Chavez, who is the second oldest son of Mexico’s great Julio Cesar Chavez, used his strength and left handed power to win by majority decision over Armenta in a fight that saw both unable to hurt the other.

Like his father, this Chavez also has a good left hook and used his defense to keep Armenta from landing flush shots. A solid left jab by Chavez kept Armenta from unloading power combinations.

“I’ve been working harder,” said Chavez, who seemed more effective with his right hand when he fired it straight, instead of looping.

Las Vegas guys

Two Las Vegas fighters tussled in Maywood, with southpaw Diego Magdaleno (8-0, 3 KOs) winning by unanimous decision over Rodrigo Aranda (8-9-2) in a six round junior welterweight bout. Magdaleno was busier and more accurate but was unable to hurt Aranda. The judges scored it 60-54 twice and 59-55 for Magdaleno.

Oxnard

Miguel Angel Garcia (15-0, 12 KOs), the young brother of former junior lightweight world champion Robert “Grandpa” Garcia, ran over Lucien Gonzalez (9-5-1) of Pennsylvania. The first two rounds saw both fighters looking for openings but in the third round Garcia an uppercut and double left hook caught Gonzalez, who miraculously never went down.

The fourth and fifth rounds saw Garcia overwhelm the Puerto Rican fighter, who seemed unable to find an answer for the Oxnard fighter’s assault. Finally, at the end of the fifth round, Dr. Paul Wallace walked over to Gonzalez’s corner to inspect the fighter and advised the referee to call the fight off.

Riverside

Michael Franco was in against a veteran but got to the heart of the matter with a counter right uppercut to the heart of Antonio Cochero Diaz (9-10) in the first round. It took only 1:08 for the Riverside fighter to end the fight dramatically. Most of the fans were stunned by the suddenness. Diaz looked at Franco as if he had been wearing brass knuckles.
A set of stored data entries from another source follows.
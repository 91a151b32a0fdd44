//! Run summary, manifest and winner promotion

use crate::error::LedgerError;
use crate::layout::AssetLayout;
use crate::score_log::ScoreRow;
use chrono::{DateTime, Utc};
use refract_candidate::{Candidate, ExploitationReport, GlobalSummary, StopReason};
use refract_search::SearchConfig;
use serde::{Deserialize, Serialize};
use std::fs::{File, OpenOptions};
use std::io::{BufWriter, ErrorKind, Write};
use std::path::{Path, PathBuf};

/// Per-branch line of the run summary
#[derive(Debug, Clone, PartialEq, Serialize, Deserialize)]
pub struct BranchRecord {
    /// Branch index
    pub branch: u32,
    /// Best total (zero for a branch that produced nothing)
    pub best_score: f64,
    /// Best positive prompt
    pub best_prompt: String,
    /// Best artifact, if any
    pub best_image: Option<PathBuf>,
    /// Attempts run
    pub attempts: u32,
    /// Why it stopped
    pub stop_reason: StopReason,
}

/// Structured result of one run, written once
#[derive(Debug, Clone, PartialEq, Serialize, Deserialize)]
pub struct RunSummaryDocument {
    /// Run identifier
    pub run_id: String,
    /// Project name
    pub project: String,
    /// Part name
    pub part: String,
    /// Write time
    pub generated_at: DateTime<Utc>,
    /// Winning branch
    pub winning_branch: u32,
    /// Winning total
    pub best_score: f64,
    /// Winning positive prompt
    pub best_prompt: String,
    /// Winning negative prompt
    pub best_negative_prompt: String,
    /// Winning artifact
    pub best_image: Option<PathBuf>,
    /// Every branch in order
    pub branches: Vec<BranchRecord>,
    /// Confidence renders of the winner
    pub exploitation: ExploitationReport,
    /// Parameters the run used
    pub config: SearchConfig,
}

impl RunSummaryDocument {
    /// Build from a finished search
    #[must_use]
    pub fn new(summary: &GlobalSummary, project: &str, part: &str, config: &SearchConfig) -> Self {
        let branches = summary
            .branches
            .iter()
            .map(|b| BranchRecord {
                branch: b.branch_id.0,
                best_score: b.best.score().map_or(0.0, |s| s.total),
                best_prompt: b.best.prompt().positive.clone(),
                best_image: b.best.artifact().map(|a| a.path().to_path_buf()),
                attempts: b.attempts,
                stop_reason: b.stop_reason,
            })
            .collect();

        Self {
            run_id: summary.run_id.to_string(),
            project: project.to_string(),
            part: part.to_string(),
            generated_at: Utc::now(),
            winning_branch: summary.winning_branch.0,
            best_score: summary.best.effective_total(),
            best_prompt: summary.best.prompt().positive.clone(),
            best_negative_prompt: summary.best.prompt().negative.clone(),
            best_image: summary.best.artifact().map(|a| a.path().to_path_buf()),
            branches,
            exploitation: summary.exploitation.clone(),
            config: config.clone(),
        }
    }
}

/// Write the run summary; refuses to overwrite
///
/// # Errors
/// Returns `AlreadyWritten` if the file exists, `Io`/`Json` otherwise.
pub fn write_run_summary(path: impl AsRef<Path>, document: &RunSummaryDocument) -> Result<(), LedgerError> {
    let path = path.as_ref();
    ensure_parent(path)?;
    let file = OpenOptions::new()
        .write(true)
        .create_new(true)
        .open(path)
        .map_err(|e| match e.kind() {
            ErrorKind::AlreadyExists => LedgerError::AlreadyWritten(path.to_path_buf()),
            _ => LedgerError::io(path, e),
        })?;
    write_json(path, file, document)?;
    tracing::info!(path = %path.display(), "run summary written");
    Ok(())
}

/// Write the manifest of every scored candidate
///
/// # Errors
/// Returns `Io`/`Json` on failure.
pub fn write_manifest(path: impl AsRef<Path>, summary: &GlobalSummary) -> Result<usize, LedgerError> {
    let path = path.as_ref();
    let entries: Vec<ScoreRow> = summary
        .scored_candidates()
        .map(|(branch, candidate)| ScoreRow::new(branch, candidate))
        .collect();
    ensure_parent(path)?;
    let file = File::create(path).map_err(|e| LedgerError::io(path, e))?;
    write_json(path, file, &entries)?;
    tracing::info!(path = %path.display(), entries = entries.len(), "image manifest written");
    Ok(entries.len())
}

/// Copy the winning artifact to each target path
///
/// # Errors
/// Returns `NoArtifact` if the winner has none, or `Io` if a copy fails.
pub fn promote_winner(best: &Candidate, targets: &[PathBuf]) -> Result<(), LedgerError> {
    let source = best.artifact().ok_or(LedgerError::NoArtifact)?.path();
    for target in targets {
        ensure_parent(target)?;
        std::fs::copy(source, target).map_err(|e| LedgerError::io(target, e))?;
        tracing::info!(from = %source.display(), to = %target.display(), "winner promoted");
    }
    Ok(())
}

/// Persist everything a finished run produces
///
/// The run's own summary is written first; the shared manifest and the
/// promoted copies are only replaced once it is on disk. Manifest and
/// promotion failures are logged and skipped.
///
/// # Errors
/// Returns the summary write error, in which case nothing else is touched.
pub fn finalize_run(
    layout: &AssetLayout,
    summary: &GlobalSummary,
    project: &str,
    part: &str,
    config: &SearchConfig,
) -> Result<RunSummaryDocument, LedgerError> {
    let document = RunSummaryDocument::new(summary, project, part, config);
    write_run_summary(layout.summary(summary.run_id), &document)?;

    if let Err(e) = write_manifest(layout.manifest(), summary) {
        tracing::warn!(error = %e, "failed to write image manifest");
    }
    if let Err(e) = promote_winner(&summary.best, &layout.promotion_targets()) {
        tracing::warn!(error = %e, "failed to promote winning artifact");
    }
    Ok(document)
}

fn ensure_parent(path: &Path) -> Result<(), LedgerError> {
    match path.parent() {
        Some(parent) if !parent.as_os_str().is_empty() => {
            std::fs::create_dir_all(parent).map_err(|e| LedgerError::io(parent, e))
        }
        _ => Ok(()),
    }
}

fn write_json<T: Serialize + ?Sized>(path: &Path, file: File, value: &T) -> Result<(), LedgerError> {
    let mut writer = BufWriter::new(file);
    serde_json::to_writer_pretty(&mut writer, value)?;
    writer.flush().map_err(|e| LedgerError::io(path, e))
}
“I felt rested,” said Franco (14-0, 9 KOs) who had a month between fights to recuperate and felt stronger. “I felt good and strong.”

Preliminaries

Santa Ana’s Jose Roman (4-0) used a stiff left jab to keep L.A.’s Rufino Flores (1-1) from gaining a foothold in the four round featherweight bout. It was a sharp rapier-like punch that snapped Flores head repeatedly. And if he paid too much attention to it, a flurry of punches pummeled him. All three judges scored it 40-36 for Roman.

Joe Mills (3-2) knocked down Mario “Super Mario from the Barrio” Evangelista (2-3) in the first round of a super middleweight fight and cruised to victory by unanimous decision 40-35 twice and 39-36. Both boxers fight out of Los Angeles.